Saved data entries:
- Opening Delimiter -

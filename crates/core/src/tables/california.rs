//! California Method lookup tables
//!
//! Two independent tables live here and must not be mixed up:
//!
//! - [`CALIFORNIA_TABLE`]: the fine-grained field table. Rows are channel top
//!   width thresholds from 100 to 5000 mm in 100 mm steps, columns are depth
//!   thresholds from 0.05 to 0.50 m in 0.05 m steps. Each cell is a nominal
//!   round-pipe diameter or [`TableCell::Bridge`].
//! - [`COARSE_TABLE`]: the simplified explanation table shown beside the
//!   result. 0.3 m width bands (0.3 to 3.0 m) against 0.1 m depth bands
//!   (0.1 to 0.6 m), sizes 450 to 2100 mm.
//!
//! Both tables are read with "first threshold ≥ measurement", never nearest.
//!
//! Cells were derived from three times the bankfull trapezoid area (bottom
//! width 0.7 × top width) at each threshold pair, resolved upward on the
//! round-pipe ladder.

use serde::Serialize;

/// Number of depth columns in [`CALIFORNIA_TABLE`]
pub const DEPTH_COLUMNS: usize = 10;

/// Depth thresholds (mm) heading each column of [`CALIFORNIA_TABLE`]
pub const DEPTH_THRESHOLDS_MM: [u32; DEPTH_COLUMNS] = [50, 100, 150, 200, 250, 300, 350, 400, 450, 500];

/// A cell of the fine California table
#[derive(Debug, Clone, Copy, PartialEq, Eq, Serialize)]
pub enum TableCell {
    /// Nominal round-pipe diameter in millimeters
    Size(u32),
    /// The crossing is beyond what a single culvert should carry
    Bridge,
}

impl TableCell {
    /// Ordering key: bridges rank above every pipe size.
    const fn rank(self) -> u32 {
        match self {
            TableCell::Size(mm) => mm,
            TableCell::Bridge => u32::MAX,
        }
    }
}

/// One width row of [`CALIFORNIA_TABLE`]
#[derive(Debug, Clone, Copy, PartialEq, Eq, Serialize)]
pub struct CaliforniaTableRow {
    /// Inclusive upper bound of channel top width for this row (mm)
    pub width_threshold_mm: u32,
    /// One cell per entry of [`DEPTH_THRESHOLDS_MM`]
    pub cells: [TableCell; DEPTH_COLUMNS],
}

const fn row(width_threshold_mm: u32, cells: [TableCell; DEPTH_COLUMNS]) -> CaliforniaTableRow {
    CaliforniaTableRow {
        width_threshold_mm,
        cells,
    }
}

const fn mm(size: u32) -> TableCell {
    TableCell::Size(size)
}

const BRIDGE: TableCell = TableCell::Bridge;

/// Fine California Method table, ascending by width
#[rustfmt::skip]
pub const CALIFORNIA_TABLE: [CaliforniaTableRow; 50] = [
    row(100, [mm(300), mm(300), mm(300), mm(300), mm(300), mm(400), mm(400), mm(400), mm(400), mm(450)]),
    row(200, [mm(300), mm(300), mm(400), mm(400), mm(450), mm(450), mm(500), mm(600), mm(600), mm(600)]),
    row(300, [mm(300), mm(400), mm(400), mm(450), mm(500), mm(600), mm(600), mm(700), mm(700), mm(700)]),
    row(400, [mm(300), mm(400), mm(450), mm(600), mm(600), mm(700), mm(700), mm(800), mm(800), mm(900)]),
    row(500, [mm(300), mm(450), mm(500), mm(600), mm(700), mm(700), mm(800), mm(900), mm(900), mm(1000)]),
    row(600, [mm(400), mm(450), mm(600), mm(700), mm(700), mm(800), mm(900), mm(900), mm(1000), mm(1000)]),
    row(700, [mm(400), mm(500), mm(600), mm(700), mm(800), mm(900), mm(900), mm(1000), mm(1200), mm(1200)]),
    row(800, [mm(400), mm(600), mm(700), mm(800), mm(900), mm(900), mm(1000), mm(1200), mm(1200), mm(1200)]),
    row(900, [mm(400), mm(600), mm(700), mm(800), mm(900), mm(1000), mm(1200), mm(1200), mm(1200), mm(1400)]),
    row(1000, [mm(450), mm(600), mm(700), mm(900), mm(1000), mm(1000), mm(1200), mm(1200), mm(1400), mm(1400)]),
    row(1100, [mm(450), mm(600), mm(800), mm(900), mm(1000), mm(1200), mm(1200), mm(1200), mm(1400), mm(1400)]),
    row(1200, [mm(450), mm(700), mm(800), mm(900), mm(1000), mm(1200), mm(1200), mm(1400), mm(1400), mm(1400)]),
    row(1300, [mm(500), mm(700), mm(800), mm(1000), mm(1200), mm(1200), mm(1400), mm(1400), mm(1400), mm(1500)]),
    row(1400, [mm(500), mm(700), mm(900), mm(1000), mm(1200), mm(1200), mm(1400), mm(1400), mm(1500), mm(1600)]),
    row(1500, [mm(500), mm(700), mm(900), mm(1000), mm(1200), mm(1400), mm(1400), mm(1400), mm(1500), mm(1600)]),
    row(1600, [mm(600), mm(800), mm(900), mm(1200), mm(1200), mm(1400), mm(1400), mm(1500), mm(1600), mm(1700)]),
    row(1700, [mm(600), mm(800), mm(1000), mm(1200), mm(1200), mm(1400), mm(1400), mm(1500), mm(1600), mm(1700)]),
    row(1800, [mm(600), mm(800), mm(1000), mm(1200), mm(1400), mm(1400), mm(1500), mm(1600), mm(1700), mm(1800)]),
    row(1900, [mm(600), mm(800), mm(1000), mm(1200), mm(1400), mm(1400), mm(1500), mm(1600), mm(1700), mm(1800)]),
    row(2000, [mm(600), mm(900), mm(1000), mm(1200), mm(1400), mm(1400), mm(1600), mm(1700), mm(1800), mm(2000)]),
    row(2100, [mm(600), mm(900), mm(1200), mm(1200), mm(1400), mm(1500), mm(1600), mm(1700), mm(1800), mm(2000)]),
    row(2200, [mm(600), mm(900), mm(1200), mm(1200), mm(1400), mm(1500), mm(1600), mm(1700), mm(1800), mm(2000)]),
    row(2300, [mm(700), mm(900), mm(1200), mm(1400), mm(1400), mm(1500), mm(1700), mm(1800), mm(2000), mm(2000)]),
    row(2400, [mm(700), mm(900), mm(1200), mm(1400), mm(1400), mm(1600), mm(1700), mm(1800), mm(2000), mm(2000)]),
    row(2500, [mm(700), mm(1000), mm(1200), mm(1400), mm(1500), mm(1600), mm(1700), mm(2000), mm(2000), mm(2200)]),
    row(2600, [mm(700), mm(1000), mm(1200), mm(1400), mm(1500), mm(1600), mm(1800), mm(2000), mm(2000), mm(2200)]),
    row(2700, [mm(700), mm(1000), mm(1200), mm(1400), mm(1500), mm(1700), mm(1800), mm(2000), mm(2000), mm(2200)]),
    row(2800, [mm(700), mm(1000), mm(1200), mm(1400), mm(1600), mm(1700), mm(1800), mm(2000), mm(2200), mm(2200)]),
    row(2900, [mm(700), mm(1000), mm(1200), mm(1400), mm(1600), mm(1700), mm(2000), mm(2000), mm(2200), mm(2200)]),
    row(3000, [mm(700), mm(1000), mm(1400), mm(1400), mm(1600), mm(1800), mm(2000), mm(2000), mm(2200), mm(2400)]),
    row(3100, [mm(800), mm(1200), mm(1400), mm(1500), mm(1600), mm(1800), mm(2000), mm(2200), mm(2200), mm(2400)]),
    row(3200, [mm(800), mm(1200), mm(1400), mm(1500), mm(1700), mm(1800), mm(2000), mm(2200), mm(2200), mm(2400)]),
    row(3300, [mm(800), mm(1200), mm(1400), mm(1500), mm(1700), mm(1800), mm(2000), mm(2200), mm(2200), mm(2400)]),
    row(3400, [mm(800), mm(1200), mm(1400), mm(1500), mm(1700), mm(2000), mm(2000), mm(2200), mm(2400), mm(2400)]),
    row(3500, [mm(800), mm(1200), mm(1400), mm(1600), mm(1700), mm(2000), mm(2000), mm(2200), mm(2400), mm(2400)]),
    row(3600, [mm(800), mm(1200), mm(1400), mm(1600), mm(1800), mm(2000), mm(2200), mm(2200), mm(2400), BRIDGE]),
    row(3700, [mm(800), mm(1200), mm(1400), mm(1600), mm(1800), mm(2000), mm(2200), mm(2200), mm(2400), BRIDGE]),
    row(3800, [mm(800), mm(1200), mm(1400), mm(1600), mm(1800), mm(2000), mm(2200), mm(2400), mm(2400), BRIDGE]),
    row(3900, [mm(800), mm(1200), mm(1400), mm(1600), mm(1800), mm(2000), mm(2200), mm(2400), mm(2400), BRIDGE]),
    row(4000, [mm(900), mm(1200), mm(1400), mm(1700), mm(2000), mm(2000), mm(2200), mm(2400), BRIDGE, BRIDGE]),
    row(4100, [mm(900), mm(1200), mm(1500), mm(1700), mm(2000), mm(2000), mm(2200), mm(2400), BRIDGE, BRIDGE]),
    row(4200, [mm(900), mm(1200), mm(1500), mm(1700), mm(2000), mm(2200), mm(2200), mm(2400), BRIDGE, BRIDGE]),
    row(4300, [mm(900), mm(1200), mm(1500), mm(1700), mm(2000), mm(2200), mm(2400), mm(2400), BRIDGE, BRIDGE]),
    row(4400, [mm(900), mm(1200), mm(1500), mm(1700), mm(2000), mm(2200), mm(2400), mm(2400), BRIDGE, BRIDGE]),
    row(4500, [mm(900), mm(1400), mm(1500), mm(1800), mm(2000), mm(2200), mm(2400), BRIDGE, BRIDGE, BRIDGE]),
    row(4600, [mm(900), mm(1400), mm(1500), mm(1800), mm(2000), mm(2200), mm(2400), BRIDGE, BRIDGE, BRIDGE]),
    row(4700, [mm(900), mm(1400), mm(1600), mm(1800), mm(2000), mm(2200), mm(2400), BRIDGE, BRIDGE, BRIDGE]),
    row(4800, [mm(900), mm(1400), mm(1600), mm(1800), mm(2000), mm(2200), mm(2400), BRIDGE, BRIDGE, BRIDGE]),
    row(4900, [mm(900), mm(1400), mm(1600), mm(1800), mm(2000), mm(2200), mm(2400), BRIDGE, BRIDGE, BRIDGE]),
    row(5000, [mm(1000), mm(1400), mm(1600), mm(2000), mm(2200), mm(2400), mm(2400), BRIDGE, BRIDGE, BRIDGE]),
];

/// Width band upper bounds (mm) for [`COARSE_TABLE`]
pub const COARSE_WIDTH_BANDS_MM: [u32; 10] = [300, 600, 900, 1200, 1500, 1800, 2100, 2400, 2700, 3000];

/// Depth band upper bounds (mm) for [`COARSE_TABLE`]
pub const COARSE_DEPTH_BANDS_MM: [u32; 6] = [100, 200, 300, 400, 500, 600];

/// Coarse explanation table (mm); `COARSE_TABLE[width_band][depth_band]`
#[rustfmt::skip]
pub const COARSE_TABLE: [[u32; 6]; 10] = [
    [450,  450,  600,  750,  750,  900],
    [450,  750,  900,  900,  1050, 1200],
    [600,  900,  1050, 1200, 1350, 1350],
    [750,  900,  1200, 1350, 1500, 1650],
    [750,  1050, 1350, 1500, 1650, 1800],
    [900,  1200, 1350, 1650, 1800, 1950],
    [900,  1200, 1500, 1800, 1950, 2100],
    [900,  1350, 1650, 1800, 2100, 2100],
    [1050, 1350, 1650, 1950, 2100, 2100],
    [1050, 1500, 1800, 2100, 2100, 2100],
];

const fn strictly_ascending(values: &[u32]) -> bool {
    let mut i = 1;
    while i < values.len() {
        if values[i] <= values[i - 1] {
            return false;
        }
        i += 1;
    }
    true
}

/// Sizes never decrease with depth inside a row, nor with width down a column.
const fn fine_table_is_monotonic(rows: &[CaliforniaTableRow]) -> bool {
    let mut i = 0;
    while i < rows.len() {
        if i > 0 && rows[i].width_threshold_mm <= rows[i - 1].width_threshold_mm {
            return false;
        }
        let mut j = 0;
        while j < DEPTH_COLUMNS {
            let rank = rows[i].cells[j].rank();
            if j > 0 && rank < rows[i].cells[j - 1].rank() {
                return false;
            }
            if i > 0 && rank < rows[i - 1].cells[j].rank() {
                return false;
            }
            j += 1;
        }
        i += 1;
    }
    true
}

const fn coarse_table_is_monotonic(table: &[[u32; 6]; 10]) -> bool {
    let mut i = 0;
    while i < table.len() {
        let mut j = 0;
        while j < 6 {
            if j > 0 && table[i][j] < table[i][j - 1] {
                return false;
            }
            if i > 0 && table[i][j] < table[i - 1][j] {
                return false;
            }
            j += 1;
        }
        i += 1;
    }
    true
}

const _: () = assert!(strictly_ascending(&DEPTH_THRESHOLDS_MM));
const _: () = assert!(strictly_ascending(&COARSE_WIDTH_BANDS_MM));
const _: () = assert!(strictly_ascending(&COARSE_DEPTH_BANDS_MM));
const _: () = assert!(
    fine_table_is_monotonic(&CALIFORNIA_TABLE),
    "California table must be non-decreasing along width and depth"
);
const _: () = assert!(
    coarse_table_is_monotonic(&COARSE_TABLE),
    "coarse table must be non-decreasing along width and depth"
);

- Closing Delimiter -

» **Problem description**: Restate word for word only the lines above from the line containing "while i < table.len()" to the line containing "() = assert!(strictly_ascending(&COARSE_DEPTH_BANDS_MM));", both of them included.

» **Task answer**:
    while i < table.len() {
        let mut j = 0;
        while j < 6 {
            if j > 0 && table[i][j] < table[i][j - 1] {
                return false;
            }
            if i > 0 && table[i][j] < table[i - 1][j] {
                return false;
            }
            j += 1;
        }
        i += 1;
    }
    true
}

const _: () = assert!(strictly_ascending(&DEPTH_THRESHOLDS_MM));
const _: () = assert!(strictly_ascending(&COARSE_WIDTH_BANDS_MM));
const _: () = assert!(strictly_ascending(&COARSE_DEPTH_BANDS_MM));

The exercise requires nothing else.